Instructions for the task. In the entries below, find each line with the word "lines" and return it.

Provided records.
= = = = = = =
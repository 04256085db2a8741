//! reelbox — terminal slot mini-game

mod term;

use std::io::{self, BufRead, Write};
use std::thread;
use std::time::Duration;

use anyhow::Context;
use clap::{Parser, ValueEnum};

use rb_reels::{ReelEngine, Round, RoundError, SpinReport, TickConfig, TickProfile};
use rb_stage::{RenderSurface, TextRegion};

use crate::term::{LogAudio, TermSurface};

#[derive(Debug, Clone, Copy, ValueEnum)]
enum ProfileArg {
    Normal,
    Turbo,
    Instant,
}

impl From<ProfileArg> for TickProfile {
    fn from(arg: ProfileArg) -> Self {
        match arg {
            ProfileArg::Normal => TickProfile::Normal,
            ProfileArg::Turbo => TickProfile::Turbo,
            ProfileArg::Instant => TickProfile::Instant,
        }
    }
}

#[derive(Debug, Parser)]
#[command(name = "reelbox", about = "3x3 slot mini-game", version)]
struct Args {
    /// Autoplay this many spins, then exit (interactive when omitted)
    #[arg(long)]
    spins: Option<u64>,

    /// Seed the RNG for a reproducible session
    #[arg(long)]
    seed: Option<u64>,

    /// Timing profile
    #[arg(long, value_enum, default_value = "normal")]
    profile: ProfileArg,

    /// Starting credits
    #[arg(long, default_value_t = rb_reels::STARTING_CREDITS)]
    credits: u64,

    /// Print session stats as JSON on exit
    #[arg(long)]
    json: bool,
}

fn main() -> anyhow::Result<()> {
    env_logger::Builder::from_default_env().init();
    let args = Args::parse();

    let config = TickConfig::from_profile(args.profile.into());
    let mut engine = match args.seed {
        Some(seed) => ReelEngine::with_seed(config, seed),
        None => ReelEngine::new(config),
    };
    let mut round = Round::new(args.credits);
    // Animate transit frames only when the tick clock has real duration
    let mut surface = TermSurface::new(config.tick_ms > 0 && args.spins.is_none());
    let mut audio = LogAudio;

    surface.draw_text(TextRegion::Title, "REELBOX");
    surface.draw_text(TextRegion::Bet, &round.state().bet.to_string());

    match args.spins {
        Some(count) => autoplay(count, &mut round, &mut engine, &mut surface, &mut audio)?,
        None => interactive(&mut round, &mut engine, &mut surface, &mut audio)?,
    }

    surface.draw_text(TextRegion::Credits, &round.credits().to_string());
    let stats = round.stats();
    if args.json {
        println!("{}", serde_json::to_string_pretty(stats)?);
    } else {
        surface.draw_text(
            TextRegion::Message,
            &format!(
                "session: {} spins, rtp {:.1}%, hit rate {:.1}%",
                stats.total_spins,
                stats.rtp(),
                stats.hit_rate()
            ),
        );
    }
    Ok(())
}

/// Run one spin to completion on the cooperative tick clock.
fn spin_to_settle(
    round: &mut Round,
    engine: &mut ReelEngine,
    surface: &mut TermSurface,
    audio: &mut LogAudio,
) -> anyhow::Result<SpinReport> {
    let tick_ms = engine.config().tick_ms;
    loop {
        engine.tick(surface, audio);
        if let Some(report) = round
            .poll_spin_end(engine, surface, audio)
            .context("engine broke the settle contract")?
        {
            return Ok(report);
        }
        if tick_ms > 0 {
            thread::sleep(Duration::from_millis(tick_ms));
        }
    }
}

fn log_stages(events: &[rb_stage::StageEvent]) {
    for event in events {
        log::debug!("stage {} at tick {}", event.type_name(), event.tick);
    }
}

fn show_report(report: &SpinReport, round: &Round, surface: &mut TermSurface) {
    log_stages(&report.events);
    for message in &report.outcome.messages {
        surface.draw_text(TextRegion::Message, message);
    }
    surface.draw_text(TextRegion::Credits, &round.credits().to_string());
}

fn autoplay(
    count: u64,
    round: &mut Round,
    engine: &mut ReelEngine,
    surface: &mut TermSurface,
    audio: &mut LogAudio,
) -> anyhow::Result<()> {
    for n in 1..=count {
        match round.request_spin(engine, surface, audio) {
            Ok(events) => log_stages(&events),
            Err(err @ RoundError::InsufficientCredits { .. }) => {
                surface.draw_text(TextRegion::Message, &err.to_string());
                break;
            }
            Err(err) => return Err(err.into()),
        }
        let report = spin_to_settle(round, engine, surface, audio)?;
        log::info!(
            "spin {}/{}: win {} credits, balance {}",
            n,
            count,
            report.outcome.total_win,
            round.credits()
        );
        show_report(&report, round, surface);
    }
    Ok(())
}

fn interactive(
    round: &mut Round,
    engine: &mut ReelEngine,
    surface: &mut TermSurface,
    audio: &mut LogAudio,
) -> anyhow::Result<()> {
    let stdin = io::stdin();
    let mut lines = stdin.lock().lines();

    loop {
        surface.draw_text(TextRegion::Credits, &round.credits().to_string());
        print!("spin? [Enter to spin, q to quit] ");
        io::stdout().flush()?;

        let Some(line) = lines.next() else { break };
        let line = line?;
        match line.trim() {
            "" | "spin" => {}
            "q" | "quit" | "exit" => break,
            other => {
                surface.draw_text(TextRegion::Message, &format!("unknown command: {other}"));
                continue;
            }
        }

        match round.request_spin(engine, surface, audio) {
            Ok(events) => log_stages(&events),
            Err(err) => {
                // Both rejections are user-recoverable notices; state is unchanged
                surface.draw_text(TextRegion::Message, &err.to_string());
                if matches!(err, RoundError::InsufficientCredits { .. }) {
                    surface.draw_text(TextRegion::Message, "game over");
                    break;
                }
                continue;
            }
        }

        let report = spin_to_settle(round, engine, surface, audio)?;
        show_report(&report, round, surface);
    }
    Ok(())
}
= = = = = = =
Response area.
    let mut lines = stdin.lock().lines();
        let Some(line) = lines.next() else { break };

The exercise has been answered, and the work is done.